#### Exercise inputs:
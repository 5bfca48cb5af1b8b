//! Workflow context: the ephemeral state of one transition
//!
//! A [`WorkflowContext`] is created once per transition and passed by
//! reference through the rule matcher and action executors. It is never
//! persisted.

use crate::ids::{EntityId, TenantId, UserId};
use serde::{Deserialize, Serialize};
use std::collections::HashMap;

/// The kind of entity a transition is about
#[derive(Clone, Copy, Debug, PartialEq, Eq, Hash, Serialize, Deserialize)]
#[serde(rename_all = "snake_case")]
pub enum EntityType {
    Campaign,
    Order,
    Contract,
    Approval,
    Episode,
}

/// Actor roles, from most to least privileged
#[derive(Clone, Copy, Debug, PartialEq, Eq, Hash, Serialize, Deserialize)]
#[serde(rename_all = "snake_case")]
pub enum Role {
    Master,
    Admin,
    Sales,
    Talent,
    Member,
}

impl Role {
    /// Whether this role may override approval gates (proceed past
    /// pending talent approvals, approve/reject campaigns)
    pub fn can_override_approvals(&self) -> bool {
        matches!(self, Role::Master | Role::Admin)
    }
}

/// A user in the tenant's directory
#[derive(Clone, Debug, Serialize, Deserialize)]
pub struct User {
    pub id: UserId,
    pub tenant_id: TenantId,
    pub name: String,
    pub role: Role,
}

/// Ephemeral context for a single workflow transition.
///
/// `previous_state` / `new_state` are status labels; campaign
/// transitions additionally carry the old and new probability, which is
/// what crossing detection runs on. `metadata` is a free-form bag rule
/// conditions evaluate against.
#[derive(Clone, Debug, Serialize, Deserialize)]
pub struct WorkflowContext {
    pub entity_id: EntityId,
    pub entity_type: EntityType,
    pub previous_state: String,
    pub new_state: String,
    #[serde(skip_serializing_if = "Option::is_none")]
    pub previous_probability: Option<u8>,
    #[serde(skip_serializing_if = "Option::is_none")]
    pub new_probability: Option<u8>,
    pub actor_id: UserId,
    pub actor_role: Role,
    pub tenant_id: TenantId,
    #[serde(default, skip_serializing_if = "HashMap::is_empty")]
    pub metadata: HashMap<String, serde_json::Value>,
}

impl WorkflowContext {
    pub fn new(
        entity_id: EntityId,
        entity_type: EntityType,
        tenant_id: TenantId,
        actor_id: UserId,
        actor_role: Role,
    ) -> Self {
        Self {
            entity_id,
            entity_type,
            previous_state: String::new(),
            new_state: String::new(),
            previous_probability: None,
            new_probability: None,
            actor_id,
            actor_role,
            tenant_id,
            metadata: HashMap::new(),
        }
    }

    pub fn with_states(mut self, previous: impl Into<String>, new: impl Into<String>) -> Self {
        self.previous_state = previous.into();
        self.new_state = new.into();
        self
    }

    pub fn with_probabilities(mut self, previous: u8, new: u8) -> Self {
        self.previous_probability = Some(previous);
        self.new_probability = Some(new);
        self
    }

    pub fn with_metadata(
        mut self,
        key: impl Into<String>,
        value: impl Into<serde_json::Value>,
    ) -> Self {
        self.metadata.insert(key.into(), value.into());
        self
    }

    /// A copy of this context re-targeted at a different state pair,
    /// used when one probability update fans out into several
    /// per-milestone rule lookups
    pub fn for_states(&self, previous: impl Into<String>, new: impl Into<String>) -> Self {
        let mut ctx = self.clone();
        ctx.previous_state = previous.into();
        ctx.new_state = new.into();
        ctx
    }
}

#### Prompt:
All of the entries above, written out exactly, make up the reply.

#### Written response:
repository 5bfca48cb5af1b8b
//! Workflow context: the ephemeral state of one transition
//!
//! A [`WorkflowContext`] is created once per transition and passed by
//! reference through the rule matcher and action executors. It is never
//! persisted.

use crate::ids::{EntityId, TenantId, UserId};
use serde::{Deserialize, Serialize};
use std::collections::HashMap;

/// The kind of entity a transition is about
#[derive(Clone, Copy, Debug, PartialEq, Eq, Hash, Serialize, Deserialize)]
#[serde(rename_all = "snake_case")]
pub enum EntityType {
    Campaign,
    Order,
    Contract,
    Approval,
    Episode,
}

/// Actor roles, from most to least privileged
#[derive(Clone, Copy, Debug, PartialEq, Eq, Hash, Serialize, Deserialize)]
#[serde(rename_all = "snake_case")]
pub enum Role {
    Master,
    Admin,
    Sales,
    Talent,
    Member,
}

impl Role {
    /// Whether this role may override approval gates (proceed past
    /// pending talent approvals, approve/reject campaigns)
    pub fn can_override_approvals(&self) -> bool {
        matches!(self, Role::Master | Role::Admin)
    }
}

/// A user in the tenant's directory
#[derive(Clone, Debug, Serialize, Deserialize)]
pub struct User {
    pub id: UserId,
    pub tenant_id: TenantId,
    pub name: String,
    pub role: Role,
}

/// Ephemeral context for a single workflow transition.
///
/// `previous_state` / `new_state` are status labels; campaign
/// transitions additionally carry the old and new probability, which is
/// what crossing detection runs on. `metadata` is a free-form bag rule
/// conditions evaluate against.
#[derive(Clone, Debug, Serialize, Deserialize)]
pub struct WorkflowContext {
    pub entity_id: EntityId,
    pub entity_type: EntityType,
    pub previous_state: String,
    pub new_state: String,
    #[serde(skip_serializing_if = "Option::is_none")]
    pub previous_probability: Option<u8>,
    #[serde(skip_serializing_if = "Option::is_none")]
    pub new_probability: Option<u8>,
    pub actor_id: UserId,
    pub actor_role: Role,
    pub tenant_id: TenantId,
    #[serde(default, skip_serializing_if = "HashMap::is_empty")]
    pub metadata: HashMap<String, serde_json::Value>,
}

impl WorkflowContext {
    pub fn new(
        entity_id: EntityId,
        entity_type: EntityType,
        tenant_id: TenantId,
        actor_id: UserId,
        actor_role: Role,
    ) -> Self {
        Self {
            entity_id,
            entity_type,
            previous_state: String::new(),
            new_state: String::new(),
            previous_probability: None,
            new_probability: None,
            actor_id,
            actor_role,
            tenant_id,
            metadata: HashMap::new(),
        }
    }

    pub fn with_states(mut self, previous: impl Into<String>, new: impl Into<String>) -> Self {
        self.previous_state = previous.into();
        self.new_state = new.into();
        self
    }

    pub fn with_probabilities(mut self, previous: u8, new: u8) -> Self {
        self.previous_probability = Some(previous);
        self.new_probability = Some(new);
        self
    }

    pub fn with_metadata(
        mut self,
        key: impl Into<String>,
        value: impl Into<serde_json::Value>,
    ) -> Self {
        self.metadata.insert(key.into(), value.into());
        self
    }

    /// A copy of this context re-targeted at a different state pair,
    /// used when one probability update fans out into several
    /// per-milestone rule lookups
    pub fn for_states(&self, previous: impl Into<String>, new: impl Into<String>) -> Self {
        let mut ctx = self.clone();
        ctx.previous_state = previous.into();
        ctx.new_state = new.into();
        ctx
    }
}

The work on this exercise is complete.